The transcription factor Ikaros, encoded by the IKZF1 gene, has multiple functions in different steps of hematopoiesis. Loss of function mutations in IKZF1 are frequently associated with BCR-ABL1-positive ALL. IKZF1 deletions comprise whole gene deletions as well as smaller intragenic deletions. All IKZF1 aberrations are associated with a poor prognosis in terms of overall survival and frequency of relapse.

IKZF1 deletions were evaluated in a cohort of 180 adult BCR-ABL1-positive B-cell precursor ALL cases. MLPA analysis was used to assess both whole gene and intragenic deletions, whereas breakpoint-specific consensus multiplex PCR [Caye et al., Haematologica, 2013] and real-time quantitative (RQ)-PCR were used to specifically detect the recurrent intragenic deletions Δ2-7, Δ2-8, Δ4-7 and Δ4-8. Intragenic IKZF1 deletions were detected in 129 patients (71.7%). More than one intragenic deletion was detected in a subset of 44 patients. Unexpectedly, in the majority of these patients (41/180 patients; 22.8%), significant differences in relative frequencies of single intragenic deletions were detected by RQ-PCR analysis. Together with the finding of more than two distinct intragenic deletions in 19/44 patients this clearly indicates the presence of subclonal or oligoclonal intragenic IKZF1 deletions. In the remaining 3/44 patients, number and frequencies of detected intragenic deletions rather suggested the presence of bi-allelic deletions within the whole leukemic bulk. Specificity of individual (sub-) clonal deletions was validated by Sanger sequencing. These data indicate that IKZF1 deletions arise independently in different subclones more frequently than it was estimated in earlier reports.

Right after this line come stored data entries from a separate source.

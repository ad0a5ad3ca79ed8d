//! Client-relationship records: groups, chains, sites, contacts and suppliers.
//!
//! Relationships are held only as [`ReferenceSet`] arrays. The singular
//! reference fields older clients still read (`chain.group`, `site.group`,
//! `site.chain`, `contact.site`) are derived from the first array element.

use galley_core::{AppError, AppResult, NonEmptyString};
use serde_json::{Map, Value};

use crate::record::{EntityKind, RecordId, RecordTimestamps, ReferenceSet};

/// Free-form entity-specific fields kept alongside the typed ones.
pub type Attributes = Map<String, Value>;

/// Validated values for a group about to be created.
#[derive(Debug, Clone, PartialEq)]
pub struct GroupDraft {
    /// Group display name.
    pub group_name: NonEmptyString,
    /// Chains belonging to the group.
    pub chains: ReferenceSet,
    /// Sites belonging to the group.
    pub sites: ReferenceSet,
    /// Contacts attached to the group.
    pub contacts: ReferenceSet,
    /// Remaining entity-specific fields.
    pub attributes: Attributes,
}

/// Validated values for a chain about to be created.
#[derive(Debug, Clone, PartialEq)]
pub struct ChainDraft {
    /// Chain display name.
    pub chain_name: NonEmptyString,
    /// Owning groups.
    pub groups: ReferenceSet,
    /// Sites operated by the chain.
    pub sites: ReferenceSet,
    /// Contacts attached to the chain.
    pub contacts: ReferenceSet,
    /// Remaining entity-specific fields.
    pub attributes: Attributes,
}

/// Validated values for a site about to be created.
#[derive(Debug, Clone, PartialEq)]
pub struct SiteDraft {
    /// Site display name.
    pub site_name: NonEmptyString,
    /// Owning groups.
    pub groups: ReferenceSet,
    /// Owning chains.
    pub chains: ReferenceSet,
    /// Contacts attached to the site.
    pub contacts: ReferenceSet,
    /// Remaining entity-specific fields.
    pub attributes: Attributes,
}

/// Validated values for a contact about to be created.
#[derive(Debug, Clone, PartialEq)]
pub struct ContactDraft {
    /// Given name.
    pub first_name: NonEmptyString,
    /// Family name.
    pub last_name: NonEmptyString,
    /// Normalized email list, see [`normalize_contact_emails`].
    pub emails: Vec<String>,
    /// Linked groups.
    pub groups: ReferenceSet,
    /// Linked chains.
    pub chains: ReferenceSet,
    /// Linked sites.
    pub sites: ReferenceSet,
    /// Remaining entity-specific fields.
    pub attributes: Attributes,
}

/// Validated values for a supplier about to be created.
#[derive(Debug, Clone, PartialEq)]
pub struct SupplierDraft {
    /// Supplier display name.
    pub supplier_name: NonEmptyString,
    /// Remaining entity-specific fields.
    pub attributes: Attributes,
}

/// Persisted client group.
#[derive(Debug, Clone, PartialEq)]
pub struct Group {
    id: RecordId,
    draft: GroupDraft,
    timestamps: RecordTimestamps,
}

impl Group {
    /// Builds a stored group from its id, values and timestamps.
    #[must_use]
    pub fn new(id: RecordId, draft: GroupDraft, timestamps: RecordTimestamps) -> Self {
        Self {
            id,
            draft,
            timestamps,
        }
    }

    /// Returns the record id.
    #[must_use]
    pub fn id(&self) -> RecordId {
        self.id
    }

    /// Returns the group name.
    #[must_use]
    pub fn group_name(&self) -> &NonEmptyString {
        &self.draft.group_name
    }

    /// Returns linked chains.
    #[must_use]
    pub fn chains(&self) -> &ReferenceSet {
        &self.draft.chains
    }

    /// Returns linked sites.
    #[must_use]
    pub fn sites(&self) -> &ReferenceSet {
        &self.draft.sites
    }

    /// Returns linked contacts.
    #[must_use]
    pub fn contacts(&self) -> &ReferenceSet {
        &self.draft.contacts
    }

    /// Returns the free-form attributes.
    #[must_use]
    pub fn attributes(&self) -> &Attributes {
        &self.draft.attributes
    }

    /// Returns creation and save instants.
    #[must_use]
    pub fn timestamps(&self) -> RecordTimestamps {
        self.timestamps
    }

    /// Links a chain. Returns whether the reference was new.
    pub fn link_chain(&mut self, chain_id: RecordId) -> bool {
        self.draft.chains.insert(chain_id)
    }

    /// Links a site. Returns whether the reference was new.
    pub fn link_site(&mut self, site_id: RecordId) -> bool {
        self.draft.sites.insert(site_id)
    }

    /// Links a contact. Returns whether the reference was new.
    pub fn link_contact(&mut self, contact_id: RecordId) -> bool {
        self.draft.contacts.insert(contact_id)
    }

    /// Returns a copy carrying new timestamps.
    #[must_use]
    pub fn with_timestamps(mut self, timestamps: RecordTimestamps) -> Self {
        self.timestamps = timestamps;
        self
    }
}

/// Persisted chain.
#[derive(Debug, Clone, PartialEq)]
pub struct Chain {
    id: RecordId,
    draft: ChainDraft,
    timestamps: RecordTimestamps,
}

impl Chain {
    /// Builds a stored chain from its id, values and timestamps.
    #[must_use]
    pub fn new(id: RecordId, draft: ChainDraft, timestamps: RecordTimestamps) -> Self {
        Self {
            id,
            draft,
            timestamps,
        }
    }

    /// Returns the record id.
    #[must_use]
    pub fn id(&self) -> RecordId {
        self.id
    }

    /// Returns the chain name.
    #[must_use]
    pub fn chain_name(&self) -> &NonEmptyString {
        &self.draft.chain_name
    }

    /// Returns owning groups.
    #[must_use]
    pub fn groups(&self) -> &ReferenceSet {
        &self.draft.groups
    }

    /// Legacy singular group reference.
    #[must_use]
    pub fn group(&self) -> Option<RecordId> {
        self.draft.groups.first()
    }

    /// Returns linked sites.
    #[must_use]
    pub fn sites(&self) -> &ReferenceSet {
        &self.draft.sites
    }

    /// Returns linked contacts.
    #[must_use]
    pub fn contacts(&self) -> &ReferenceSet {
        &self.draft.contacts
    }

    /// Returns the free-form attributes.
    #[must_use]
    pub fn attributes(&self) -> &Attributes {
        &self.draft.attributes
    }

    /// Returns creation and save instants.
    #[must_use]
    pub fn timestamps(&self) -> RecordTimestamps {
        self.timestamps
    }

    /// Links a site. Returns whether the reference was new.
    pub fn link_site(&mut self, site_id: RecordId) -> bool {
        self.draft.sites.insert(site_id)
    }

    /// Links a contact. Returns whether the reference was new.
    pub fn link_contact(&mut self, contact_id: RecordId) -> bool {
        self.draft.contacts.insert(contact_id)
    }

    /// Returns a copy carrying new timestamps.
    #[must_use]
    pub fn with_timestamps(mut self, timestamps: RecordTimestamps) -> Self {
        self.timestamps = timestamps;
        self
    }
}

/// Persisted kitchen site.
#[derive(Debug, Clone, PartialEq)]
pub struct Site {
    id: RecordId,
    draft: SiteDraft,
    timestamps: RecordTimestamps,
}

impl Site {
    /// Builds a stored site from its id, values and timestamps.
    #[must_use]
    pub fn new(id: RecordId, draft: SiteDraft, timestamps: RecordTimestamps) -> Self {
        Self {
            id,
            draft,
            timestamps,
        }
    }

    /// Returns the record id.
    #[must_use]
    pub fn id(&self) -> RecordId {
        self.id
    }

    /// Returns the site name.
    #[must_use]
    pub fn site_name(&self) -> &NonEmptyString {
        &self.draft.site_name
    }

    /// Returns owning groups.
    #[must_use]
    pub fn groups(&self) -> &ReferenceSet {
        &self.draft.groups
    }

    /// Legacy singular group reference.
    #[must_use]
    pub fn group(&self) -> Option<RecordId> {
        self.draft.groups.first()
    }

    /// Returns owning chains.
    #[must_use]
    pub fn chains(&self) -> &ReferenceSet {
        &self.draft.chains
    }

    /// Legacy singular chain reference.
    #[must_use]
    pub fn chain(&self) -> Option<RecordId> {
        self.draft.chains.first()
    }

    /// Returns linked contacts.
    #[must_use]
    pub fn contacts(&self) -> &ReferenceSet {
        &self.draft.contacts
    }

    /// Returns the free-form attributes.
    #[must_use]
    pub fn attributes(&self) -> &Attributes {
        &self.draft.attributes
    }

    /// Returns creation and save instants.
    #[must_use]
    pub fn timestamps(&self) -> RecordTimestamps {
        self.timestamps
    }

    /// Links a contact. Returns whether the reference was new.
    pub fn link_contact(&mut self, contact_id: RecordId) -> bool {
        self.draft.contacts.insert(contact_id)
    }

    /// Returns a copy carrying new timestamps.
    #[must_use]
    pub fn with_timestamps(mut self, timestamps: RecordTimestamps) -> Self {
        self.timestamps = timestamps;
        self
    }
}

/// Persisted contact person.
#[derive(Debug, Clone, PartialEq)]
pub struct Contact {
    id: RecordId,
    draft: ContactDraft,
    timestamps: RecordTimestamps,
}

impl Contact {
    /// Builds a stored contact from its id, values and timestamps.
    #[must_use]
    pub fn new(id: RecordId, draft: ContactDraft, timestamps: RecordTimestamps) -> Self {
        Self {
            id,
            draft,
            timestamps,
        }
    }

    /// Returns the record id.
    #[must_use]
    pub fn id(&self) -> RecordId {
        self.id
    }

    /// Returns the given name.
    #[must_use]
    pub fn first_name(&self) -> &NonEmptyString {
        &self.draft.first_name
    }

    /// Returns the family name.
    #[must_use]
    pub fn last_name(&self) -> &NonEmptyString {
        &self.draft.last_name
    }

    /// Returns the email addresses.
    #[must_use]
    pub fn emails(&self) -> &[String] {
        &self.draft.emails
    }

    /// Returns linked groups.
    #[must_use]
    pub fn groups(&self) -> &ReferenceSet {
        &self.draft.groups
    }

    /// Returns linked chains.
    #[must_use]
    pub fn chains(&self) -> &ReferenceSet {
        &self.draft.chains
    }

    /// Returns linked sites.
    #[must_use]
    pub fn sites(&self) -> &ReferenceSet {
        &self.draft.sites
    }

    /// Legacy singular site reference.
    #[must_use]
    pub fn site(&self) -> Option<RecordId> {
        self.draft.sites.first()
    }

    /// Returns the free-form attributes.
    #[must_use]
    pub fn attributes(&self) -> &Attributes {
        &self.draft.attributes
    }

    /// Returns creation and save instants.
    #[must_use]
    pub fn timestamps(&self) -> RecordTimestamps {
        self.timestamps
    }
}

/// Persisted supplier.
#[derive(Debug, Clone, PartialEq)]
pub struct Supplier {
    id: RecordId,
    draft: SupplierDraft,
    timestamps: RecordTimestamps,
}

impl Supplier {
    /// Builds a stored supplier from its id, values and timestamps.
    #[must_use]
    pub fn new(id: RecordId, draft: SupplierDraft, timestamps: RecordTimestamps) -> Self {
        Self {
            id,
            draft,
            timestamps,
        }
    }

    /// Returns the record id.
    #[must_use]
    pub fn id(&self) -> RecordId {
        self.id
    }

    /// Returns the supplier name.
    #[must_use]
    pub fn supplier_name(&self) -> &NonEmptyString {
        &self.draft.supplier_name
    }

    /// Returns the free-form attributes.
    #[must_use]
    pub fn attributes(&self) -> &Attributes {
        &self.draft.attributes
    }

    /// Returns creation and save instants.
    #[must_use]
    pub fn timestamps(&self) -> RecordTimestamps {
        self.timestamps
    }
}

/// Any one stored client-relationship record.
#[derive(Debug, Clone, PartialEq)]
pub enum LinkedRecord {
    /// A stored group.
    Group(Group),
    /// A stored chain.
    Chain(Chain),
    /// A stored site.
    Site(Site),
    /// A stored contact.
    Contact(Contact),
    /// A stored supplier.
    Supplier(Supplier),
}

impl LinkedRecord {
    /// Returns the kind of the wrapped record.
    #[must_use]
    pub fn kind(&self) -> EntityKind {
        match self {
            Self::Group(_) => EntityKind::Group,
            Self::Chain(_) => EntityKind::Chain,
            Self::Site(_) => EntityKind::Site,
            Self::Contact(_) => EntityKind::Contact,
            Self::Supplier(_) => EntityKind::Supplier,
        }
    }

    /// Returns the wrapped record id.
    #[must_use]
    pub fn id(&self) -> RecordId {
        match self {
            Self::Group(group) => group.id(),
            Self::Chain(chain) => chain.id(),
            Self::Site(site) => site.id(),
            Self::Contact(contact) => contact.id(),
            Self::Supplier(supplier) => supplier.id(),
        }
    }
}

/// Normalizes a raw `contactEmails` value into a list.
///
/// A bare string becomes a one-element list, blank strings and `null` become
/// an empty list, and arrays keep their non-blank string entries.
pub fn normalize_contact_emails(raw: Option<&Value>) -> AppResult<Vec<String>> {
    match raw {
        None | Some(Value::Null) => Ok(Vec::new()),
        Some(Value::String(value)) => Ok(non_blank(value).into_iter().collect()),
        Some(Value::Array(values)) => {
            let mut emails = Vec::with_capacity(values.len());
            for value in values {
                match value {
                    Value::String(value) => emails.extend(non_blank(value)),
                    Value::Null => {}
                    other => {
                        return Err(AppError::Validation(format!(
                            "contactEmails entries must be strings, got {other}"
                        )));
                    }
                }
            }
            Ok(emails)
        }
        Some(other) => Err(AppError::Validation(format!(
            "contactEmails must be a string or a list of strings, got {other}"
        ))),
    }
}

fn non_blank(value: &str) -> Option<String> {
    let trimmed = value.trim();
    (!trimmed.is_empty()).then(|| trimmed.to_owned())
}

The quantitative breakpoint-specific PCR approach was additionally used to correlate the detection of intragenic IKZF1 mutations with established Ig/TCR-based monitoring of minimal residual disease (MRD) during/after treatment in a subset of 17 patients. Comparative IKZF1- and Ig/TCR-based MRD monitoring was performed on a total of 207 samples of initial diagnosis and follow-up. Whereas good correlation of Ig/TCR-MRD results and detection of IKZF1 deletions was seen in 9 out of 17 patients, different kinetics of Ig/TCR-MRD results and IKZF1-based leukemia monitoring in the remaining 8 patients were additionally indicative for the existence of IKZF1 deletions in leukemic subclones besides the major leukemic clone with their own kinetics of clearance and persistence.

Illegitimate RAG-mediated recombination has been proposed as responsible mechanism for recurrent intragenic deletions in IKZF1. Our data suggest that these lesions occur repeatedly during leukemogenesis and support a model of multiclonal evolution in BCR-ABL1-positive B-cell precursor ALL.